Variational preparation of entangled states on quantum computers

TL;DR

This paper introduces a variational quantum algorithm for efficiently preparing complex entangled states using low-depth circuits, optimized with gradient-based methods, and analyzes its robustness against noise and barren plateaus.

Contribution

It presents a novel variational approach employing hypergraph-structured ansatzes for versatile entangled state preparation with depth scaling independent of qubit number.

Findings

Effective preparation of GHZ, W, and maximally entangled states.

Circuit depth scales with layers, not qubits.

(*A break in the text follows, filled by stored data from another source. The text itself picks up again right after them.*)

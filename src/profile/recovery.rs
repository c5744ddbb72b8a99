//! Startup prompt for a corrupted profile.
//!
//! Runs before the dashboard takes over the terminal and is never re-entered
//! once the session starts.

use std::io::{self, Write};
use std::path::Path;

use crossterm::event::{self, Event, KeyCode, KeyEventKind};
use crossterm::terminal::{disable_raw_mode, enable_raw_mode};

use super::ProfileError;

/// What the user chose to do about a corrupted profile.
#[derive(Debug, Clone, Copy, PartialEq, Eq)]
pub enum Recovery {
    /// Overwrite the profile with the default one and carry on.
    Reinitialize,
    /// Leave the file alone and exit.
    Abort,
}

/// Report `error` on `out` and ask until the answer is `y` or `n`.
///
/// `next_key` returns one key press as text; anything other than `y`/`n`
/// (case-insensitive) is reported and asked again.
pub fn confirm_overwrite<W, K>(
    out: &mut W,
    path: &Path,
    error: &ProfileError,
    mut next_key: K,
) -> io::Result<Recovery>
where
    W: Write,
    K: FnMut() -> io::Result<String>,
{
    write!(
        out,
        "The profile read from `{}` is corrupted.\n\tError: {error}\n\n",
        path.display()
    )?;

    loop {
        writeln!(
            out,
            "Do you want to overwrite the current profile with the default one? [y/n]"
        )?;
        out.flush()?;

        let answer = next_key()?.to_lowercase();
        match answer.as_str() {
            "y" => return Ok(Recovery::Reinitialize),
            "n" => return Ok(Recovery::Abort),
            _ => write!(out, "Invalid answer `{answer}`\n\n")?,
        }
    }
}

/// Block for a single key press in raw mode and return it as text.
///
/// Printable keys come back as the character itself; other keys as their
/// key-code name, which never matches `y`/`n`.
pub fn read_single_key() -> io::Result<String> {
    enable_raw_mode()?;
    let result = wait_for_key();
    disable_raw_mode()?;
    result
}

fn wait_for_key() -> io::Result<String> {
    loop {
        if let Event::Key(key) = event::read()? {
            if key.kind == KeyEventKind::Release {
                continue;
            }
            return Ok(match key.code {
                KeyCode::Char(c) => c.to_string(),
                other => format!("{other:?}"),
            });
        }
    }
}

#[cfg(test)]
mod tests {
    use super::*;
    use std::path::PathBuf;

    fn corrupt() -> ProfileError {
        ProfileError::Corrupt {
            path: PathBuf::from("/home/u/.marketdeckrc"),
            reason: "bad yaml".into(),
        }
    }

    fn keys(answers: &[&str]) -> impl FnMut() -> io::Result<String> {
        let mut answers: Vec<String> = answers.iter().rev().map(|s| s.to_string()).collect();
        move || {
            answers
                .pop()
                .ok_or_else(|| io::Error::new(io::ErrorKind::UnexpectedEof, "no more keys"))
        }
    }

    #[test]
    fn yes_reinitializes() {
        let mut out = Vec::new();
        let path = PathBuf::from("/home/u/.marketdeckrc");
        let choice = confirm_overwrite(&mut out, &path, &corrupt(), keys(&["Y"])).unwrap();
        assert_eq!(choice, Recovery::Reinitialize);
        let text = String::from_utf8(out).unwrap();
        assert!(text.starts_with("The profile read from `/home/u/.marketdeckrc` is corrupted."));
        assert!(text.contains("bad yaml"));
    }

    #[test]
    fn no_aborts() {
        let mut out = Vec::new();
        let path = PathBuf::from("p");
        let choice = confirm_overwrite(&mut out, &path, &corrupt(), keys(&["n"])).unwrap();
        assert_eq!(choice, Recovery::Abort);
    }

    #[test]
    fn invalid_answers_repeat_the_question() {
        let mut out = Vec::new();
        let path = PathBuf::from("p");
        let choice =
            confirm_overwrite(&mut out, &path, &corrupt(), keys(&["x", "Enter", "n"])).unwrap();
        assert_eq!(choice, Recovery::Abort);
        let text = String::from_utf8(out).unwrap();
        assert!(text.contains("Invalid answer `x`"));
        assert!(text.contains("Invalid answer `enter`"));
        assert_eq!(text.matches("[y/n]").count(), 3);
    }
}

Robustness against noise and barren plateaus demonstrated.

Abstract

We propose a variational approach for preparing entangled quantum states on quantum computers. The methodology involves training a unitary operation to match with a target unitary using the Fubini-Study distance as a cost function. We employ various gradient-based optimization techniques to enhance performance, including Adam and quantum natural gradient. Our investigation showcases the versatility of different ansatzes featuring a hypergraph structure, enabling the preparation of diverse entanglement target states such as GHZ, W, and absolutely maximally entangled states. Remarkably, the circuit depth scales efficiently with the number of layers and does not depend on the number of qubits. Moreover, we explore the impacts of barren plateaus, readout noise, and error mitigation techniques on the proposed approach. Through our analysis, we demonstrate the effectiveness of the variational algorithm in maximizing the efficiency of quantum state preparation, leveraging low-depth quantum circuits.